Show, from the records below, all lines that contain the word "sample".

===== Source information =====

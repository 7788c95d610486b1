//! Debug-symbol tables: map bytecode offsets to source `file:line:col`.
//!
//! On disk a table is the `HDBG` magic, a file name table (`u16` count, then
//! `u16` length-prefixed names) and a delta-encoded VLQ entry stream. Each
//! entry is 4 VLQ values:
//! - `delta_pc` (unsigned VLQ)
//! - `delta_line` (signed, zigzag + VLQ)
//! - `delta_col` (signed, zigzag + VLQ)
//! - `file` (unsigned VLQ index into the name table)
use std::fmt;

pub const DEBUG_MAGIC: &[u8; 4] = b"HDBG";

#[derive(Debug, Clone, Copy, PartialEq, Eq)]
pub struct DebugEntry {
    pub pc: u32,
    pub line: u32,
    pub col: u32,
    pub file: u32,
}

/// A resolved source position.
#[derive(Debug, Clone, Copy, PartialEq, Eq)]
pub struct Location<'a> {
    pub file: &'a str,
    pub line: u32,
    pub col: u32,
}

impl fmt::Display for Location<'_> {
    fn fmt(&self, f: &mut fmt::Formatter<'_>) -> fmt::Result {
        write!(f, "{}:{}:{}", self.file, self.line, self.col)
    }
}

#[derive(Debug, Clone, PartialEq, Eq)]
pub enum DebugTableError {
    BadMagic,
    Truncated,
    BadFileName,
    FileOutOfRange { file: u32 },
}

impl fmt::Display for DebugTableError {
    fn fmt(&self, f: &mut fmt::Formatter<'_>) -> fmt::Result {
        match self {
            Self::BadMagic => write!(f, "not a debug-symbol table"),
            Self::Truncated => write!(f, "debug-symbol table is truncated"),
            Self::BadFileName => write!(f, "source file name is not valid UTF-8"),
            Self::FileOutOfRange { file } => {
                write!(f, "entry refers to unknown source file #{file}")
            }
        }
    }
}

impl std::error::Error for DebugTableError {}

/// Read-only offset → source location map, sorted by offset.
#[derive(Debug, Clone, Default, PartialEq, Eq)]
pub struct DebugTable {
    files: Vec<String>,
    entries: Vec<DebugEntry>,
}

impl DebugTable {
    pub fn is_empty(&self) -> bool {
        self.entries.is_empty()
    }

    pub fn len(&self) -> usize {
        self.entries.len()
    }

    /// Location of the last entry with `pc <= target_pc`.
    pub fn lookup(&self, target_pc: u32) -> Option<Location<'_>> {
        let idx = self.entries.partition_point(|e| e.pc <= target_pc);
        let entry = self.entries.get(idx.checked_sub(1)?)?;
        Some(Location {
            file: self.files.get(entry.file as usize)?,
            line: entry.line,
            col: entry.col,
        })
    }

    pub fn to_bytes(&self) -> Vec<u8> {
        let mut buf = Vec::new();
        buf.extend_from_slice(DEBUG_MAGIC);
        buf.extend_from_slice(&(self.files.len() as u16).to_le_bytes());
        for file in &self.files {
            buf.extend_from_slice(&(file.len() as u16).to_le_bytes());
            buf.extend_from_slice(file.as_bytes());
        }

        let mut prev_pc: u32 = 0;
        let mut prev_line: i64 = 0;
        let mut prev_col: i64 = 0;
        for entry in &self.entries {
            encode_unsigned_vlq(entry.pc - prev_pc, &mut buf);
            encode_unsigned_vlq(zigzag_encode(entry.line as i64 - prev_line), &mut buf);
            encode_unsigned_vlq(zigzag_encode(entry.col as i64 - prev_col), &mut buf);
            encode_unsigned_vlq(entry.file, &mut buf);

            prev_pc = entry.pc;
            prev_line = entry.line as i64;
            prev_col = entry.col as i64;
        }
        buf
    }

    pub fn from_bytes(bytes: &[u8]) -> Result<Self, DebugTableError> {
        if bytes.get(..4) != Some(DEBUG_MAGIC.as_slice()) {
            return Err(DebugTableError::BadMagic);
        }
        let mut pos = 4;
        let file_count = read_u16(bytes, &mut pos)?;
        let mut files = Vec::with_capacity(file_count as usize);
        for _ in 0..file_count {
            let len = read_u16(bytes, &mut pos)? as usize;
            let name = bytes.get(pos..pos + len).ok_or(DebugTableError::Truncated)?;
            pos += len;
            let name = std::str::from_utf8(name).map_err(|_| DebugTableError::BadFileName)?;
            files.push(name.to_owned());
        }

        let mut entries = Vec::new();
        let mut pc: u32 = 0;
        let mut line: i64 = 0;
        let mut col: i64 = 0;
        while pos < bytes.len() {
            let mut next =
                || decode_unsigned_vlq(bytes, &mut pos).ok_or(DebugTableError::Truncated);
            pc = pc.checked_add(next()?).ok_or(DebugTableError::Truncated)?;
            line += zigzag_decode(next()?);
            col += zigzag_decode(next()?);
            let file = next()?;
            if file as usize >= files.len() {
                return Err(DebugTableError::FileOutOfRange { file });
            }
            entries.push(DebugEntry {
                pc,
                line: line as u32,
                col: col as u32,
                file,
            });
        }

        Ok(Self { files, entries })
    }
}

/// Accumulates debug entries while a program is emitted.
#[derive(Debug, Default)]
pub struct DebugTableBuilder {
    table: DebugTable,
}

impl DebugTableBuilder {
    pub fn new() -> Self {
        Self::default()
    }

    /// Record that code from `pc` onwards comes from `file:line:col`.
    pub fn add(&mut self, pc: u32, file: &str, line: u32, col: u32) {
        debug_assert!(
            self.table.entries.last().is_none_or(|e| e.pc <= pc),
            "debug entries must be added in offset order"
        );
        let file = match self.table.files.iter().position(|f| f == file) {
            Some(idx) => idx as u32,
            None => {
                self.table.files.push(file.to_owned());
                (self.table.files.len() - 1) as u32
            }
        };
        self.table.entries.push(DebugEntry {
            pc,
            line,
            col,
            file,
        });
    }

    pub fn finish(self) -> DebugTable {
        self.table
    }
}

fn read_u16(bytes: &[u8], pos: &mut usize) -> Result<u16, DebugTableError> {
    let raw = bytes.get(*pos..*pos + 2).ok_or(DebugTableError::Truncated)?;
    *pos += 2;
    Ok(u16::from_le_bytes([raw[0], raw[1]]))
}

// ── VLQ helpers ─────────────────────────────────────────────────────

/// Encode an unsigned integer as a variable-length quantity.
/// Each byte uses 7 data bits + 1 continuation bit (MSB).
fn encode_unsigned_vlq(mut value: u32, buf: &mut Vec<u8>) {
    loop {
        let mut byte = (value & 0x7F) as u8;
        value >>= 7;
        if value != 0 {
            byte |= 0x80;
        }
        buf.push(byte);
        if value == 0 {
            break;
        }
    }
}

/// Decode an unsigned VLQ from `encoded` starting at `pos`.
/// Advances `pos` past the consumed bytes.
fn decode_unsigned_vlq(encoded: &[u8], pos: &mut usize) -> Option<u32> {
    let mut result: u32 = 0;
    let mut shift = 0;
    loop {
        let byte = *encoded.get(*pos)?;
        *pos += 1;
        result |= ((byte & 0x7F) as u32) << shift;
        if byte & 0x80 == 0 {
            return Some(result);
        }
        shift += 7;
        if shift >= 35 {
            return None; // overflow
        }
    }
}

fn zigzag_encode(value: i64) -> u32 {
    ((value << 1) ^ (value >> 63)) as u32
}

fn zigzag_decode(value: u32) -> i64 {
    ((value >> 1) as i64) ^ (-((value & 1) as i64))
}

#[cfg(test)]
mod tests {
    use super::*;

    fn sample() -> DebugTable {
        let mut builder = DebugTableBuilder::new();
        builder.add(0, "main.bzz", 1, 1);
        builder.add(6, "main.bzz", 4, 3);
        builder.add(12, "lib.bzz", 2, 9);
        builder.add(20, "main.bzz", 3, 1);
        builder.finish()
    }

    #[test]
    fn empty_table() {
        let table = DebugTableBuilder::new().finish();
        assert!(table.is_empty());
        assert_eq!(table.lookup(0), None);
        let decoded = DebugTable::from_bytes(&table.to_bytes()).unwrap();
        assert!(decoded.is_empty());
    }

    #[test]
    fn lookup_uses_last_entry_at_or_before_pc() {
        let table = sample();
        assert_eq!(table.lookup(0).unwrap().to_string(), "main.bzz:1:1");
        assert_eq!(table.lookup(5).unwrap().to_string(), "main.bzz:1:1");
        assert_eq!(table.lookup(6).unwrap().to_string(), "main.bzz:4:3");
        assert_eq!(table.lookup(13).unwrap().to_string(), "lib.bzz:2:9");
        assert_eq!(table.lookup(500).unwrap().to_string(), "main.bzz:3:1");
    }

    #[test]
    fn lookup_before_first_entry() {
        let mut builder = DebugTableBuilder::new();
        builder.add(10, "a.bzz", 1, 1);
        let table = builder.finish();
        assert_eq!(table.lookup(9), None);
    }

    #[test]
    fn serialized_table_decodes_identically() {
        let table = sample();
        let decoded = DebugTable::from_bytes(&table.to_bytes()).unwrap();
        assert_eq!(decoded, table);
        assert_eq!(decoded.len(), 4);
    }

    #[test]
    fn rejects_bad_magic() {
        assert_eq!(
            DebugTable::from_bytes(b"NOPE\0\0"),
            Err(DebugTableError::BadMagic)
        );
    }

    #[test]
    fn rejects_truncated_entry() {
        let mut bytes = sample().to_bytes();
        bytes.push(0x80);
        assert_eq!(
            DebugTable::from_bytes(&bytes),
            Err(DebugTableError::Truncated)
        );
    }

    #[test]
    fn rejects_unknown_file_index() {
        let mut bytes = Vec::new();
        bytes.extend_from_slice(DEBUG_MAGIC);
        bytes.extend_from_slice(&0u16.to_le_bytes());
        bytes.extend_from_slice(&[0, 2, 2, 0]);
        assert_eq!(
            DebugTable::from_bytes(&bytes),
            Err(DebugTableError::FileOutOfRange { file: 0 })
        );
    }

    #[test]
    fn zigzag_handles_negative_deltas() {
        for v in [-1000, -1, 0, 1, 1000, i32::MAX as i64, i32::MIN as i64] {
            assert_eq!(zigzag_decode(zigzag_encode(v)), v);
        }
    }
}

=====

◆ **Output of the exercise**:
    fn sample() -> DebugTable {
        let table = sample();
        let table = sample();
        let mut bytes = sample().to_bytes();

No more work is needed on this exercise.